Скорбь о потерянных для этой жизни боевых товарищах объяла мою душу… Мы все были потрясены этой песнью: нервы были натянуты, и некоторые из нас не удержались от слез…

Певец кончил. Секундное молчание зачарованной публики, и затем… разразилась такая буря восторженных аплодисментов, криков «браво», стуков скамьями и стульями, что, казалось, стены и потолок манежа разлетятся от этого шума!!! Вспыхнувшее в зале электричество осветило взволнованные лица пленных офицеров с ярко горящими глазами и нервной жестикуляцией и платки, вытирающие слезы… Да, нервы тогда у нас были слабые, но… этих слез мы не стыдились!
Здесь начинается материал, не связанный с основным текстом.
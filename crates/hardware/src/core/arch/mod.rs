//! Architectural state of the machine.

/// General-purpose register file.
pub mod gpr;

/// Byte-addressed main memory.
pub mod memory;

pub use gpr::Gpr;
pub use memory::Memory;
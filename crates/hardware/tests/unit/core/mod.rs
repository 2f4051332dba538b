//! # Core Unit Tests

/// ALU results against reference byte arithmetic.
pub mod alu;

/// Step semantics, program counter boundary, and run state.
pub mod execution;
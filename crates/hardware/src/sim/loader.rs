//! Source file loading.
//!
//! Reads assembly text from disk and runs it through the assembler. Errors
//! are returned to the caller rather than exiting, so an interactive session
//! survives a bad path.

use std::fs;
use std::path::Path;

use tracing::debug;

use crate::asm::assembler::assemble;
use crate::asm::program::AssembledProgram;
use crate::common::error::SimError;

/// Reads a source file into a string.
///
/// # Errors
///
/// Returns [`SimError::Io`] if the file cannot be read as UTF-8 text.
pub fn read_source(path: &Path) -> Result<String, SimError> {
    fs::read_to_string(path).map_err(|source| SimError::Io {
        path: path.to_path_buf(),
        source,
    })
}

/// Reads and assembles a source file.
///
/// # Errors
///
/// Returns [`SimError::Io`] for read failures and [`SimError::Asm`] for the
/// first line that fails to assemble.
pub fn assemble_file(path: &Path) -> Result<AssembledProgram, SimError> {
    let source = read_source(path)?;
    let program = assemble(&source)?;
    debug!(path = %path.display(), bytes = program.len(), "assembled");
    Ok(program)
}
Вслед за этим чудным романсом Е. К. по нашей неотступной просьбе пел и пел. Видимо, он и сам воодушевился, да и наши восторженные овации зажгли в нем огонь «Божьей милостью певца». Как раз на бис он и спел, между прочим, этот коротенький романс, «Я не пророк», заканчивающийся словами: «Я – Божьей милостью певец». В заключение Горянский спел известный романс «Тишина», чудесно закончив его на такой высокой ноте и таким чисто хрустальным звуком, что впечатление получилось поразительное: почувствовалось все очарование тишины, как бы застывшей летней лунной ночи в таинственном парке с красивым прудом и… эта благодатная тишина словно снизошла сейчас и на наши взволнованные души.

Как мы все благодарили тогда Е. К. за эту радость, за это редкое наслаждение, что он так щедро дал нам в этот вечер своим дивным пением!
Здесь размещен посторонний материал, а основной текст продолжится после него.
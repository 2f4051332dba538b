//! Source Loader Unit Tests.

use std::io::Write;

use alusim_core::common::{AsmErrorKind, SimError};
use alusim_core::sim::loader::{assemble_file, read_source};
use tempfile::NamedTempFile;

fn source_file(text: &str) -> NamedTempFile {
    let mut file = NamedTempFile::new().unwrap();
    file.write_all(text.as_bytes()).unwrap();
    file
}

#[test]
fn assembles_file_contents() {
    let file = source_file(".orig 0x02\nadd $1, $2, $3\nsub $0, $1, $1\n");
    let program = assemble_file(file.path()).unwrap();
    assert_eq!(program.pairs(), &[(0x02, 0x1B), (0x03, 0x45)]);
}

#[test]
fn reads_text_verbatim() {
    let file = source_file("add $0, $0, $0\n");
    assert_eq!(read_source(file.path()).unwrap(), "add $0, $0, $0\n");
}

#[test]
fn missing_file_is_an_io_error() {
    let dir = tempfile::tempdir().unwrap();
    let path = dir.path().join("absent.asm");
    match assemble_file(&path) {
        Err(SimError::Io { path: reported, .. }) => assert_eq!(reported, path),
        other => panic!("expected Io error, got {other:?}"),
    }
}

#[test]
fn assembly_errors_carry_the_line() {
    let file = source_file("add $0, $0, $0\n.orig 0x1ff\n");
    match assemble_file(file.path()) {
        Err(SimError::Asm(err)) => {
            assert_eq!(err.line, 2);
            assert_eq!(err.kind, AsmErrorKind::AddressOutOfRange(0x1ff));
        }
        other => panic!("expected Asm error, got {other:?}"),
    }
}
Когда мы вернулись домой в нашу комнату, мы за стаканом чая (настоящего русского чая, присланного мне женой недавно из Москвы) долго-долго делились с ним впечатлениями: я – от его пения, а он – от того горячего, сердечного приема публики, который растрогал его, его, привыкшего, конечно, к овациям еще в мирное время в России.
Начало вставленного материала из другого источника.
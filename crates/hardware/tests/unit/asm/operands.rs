//! Operand Parsing Unit Tests.

use alusim_core::asm::{parse_address, parse_instruction};
use alusim_core::common::AsmErrorKind;
use alusim_core::isa::disassemble;
use rstest::rstest;

#[rstest]
#[case("0x1f", 0x1f)]
#[case("0X1F", 0x1f)]
#[case("0b1010", 10)]
#[case("0B11", 3)]
#[case("42", 42)]
#[case("255", 255)]
#[case("0", 0)]
#[case("0x0b1", 0xb1)]
#[case("0b0", 0)]
fn addresses(#[case] token: &str, #[case] expected: u8) {
    assert_eq!(parse_address(token), Ok(expected));
}

#[rstest]
#[case("-1")]
#[case("+1")]
#[case("0x")]
#[case("0b2")]
#[case("ten")]
#[case("")]
fn malformed_addresses(#[case] token: &str) {
    assert_eq!(
        parse_address(token),
        Err(AsmErrorKind::MalformedOperand(token.to_string()))
    );
}

#[test]
fn oversized_address() {
    assert_eq!(parse_address("300"), Err(AsmErrorKind::AddressOutOfRange(300)));
}

#[test]
fn register_numerals_accept_every_base() {
    assert_eq!(parse_instruction("or $0x3, $0b01, $2"), Ok(0b11_11_01_10));
}

#[test]
fn instruction_text_round_trips_through_disassembly() {
    for raw in 0..=u8::MAX {
        let listing = disassemble(raw);
        let (mnemonic, operands) = listing.split_once('\t').unwrap();
        let text = format!("{mnemonic} {}", operands.replace('r', "$"));
        assert_eq!(parse_instruction(&text), Ok(raw), "{text}");
    }
}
Когда Горянский узнал о желании офицеров брать уроки пения, он скоро открыл оперные курсы в лагере. Офицеров, желающих «поставить свой голос», оказалось очень много, но Е. К. после пробы голосов принял на курсы только человек десять, с которыми и начал ежедневно заниматься. Скоро из чердачного помещения литературно-музыкального кружка в определенные часы утра и вечера далеко стали разноситься разные голосовые упражнения: «а‑а-а‑а!», «и‑и-и‑и» и т. п.

Еще с большей энергией я в это время продолжал ставить драматические спектакли. Репетиции под моим режиссерством в манеже временами заставляли забывать, что я в плену. Особенно много работы было с офицерами, игравшими женские роли. Перед каждой новой постановкой я, совместно с главным художником Майковым, обсуждал, как лучше и красивее обставить декоративную часть пьесы; я намечал костюмы, парики и бутафорию и через комендатуру заказывал их в Бреславльском театре.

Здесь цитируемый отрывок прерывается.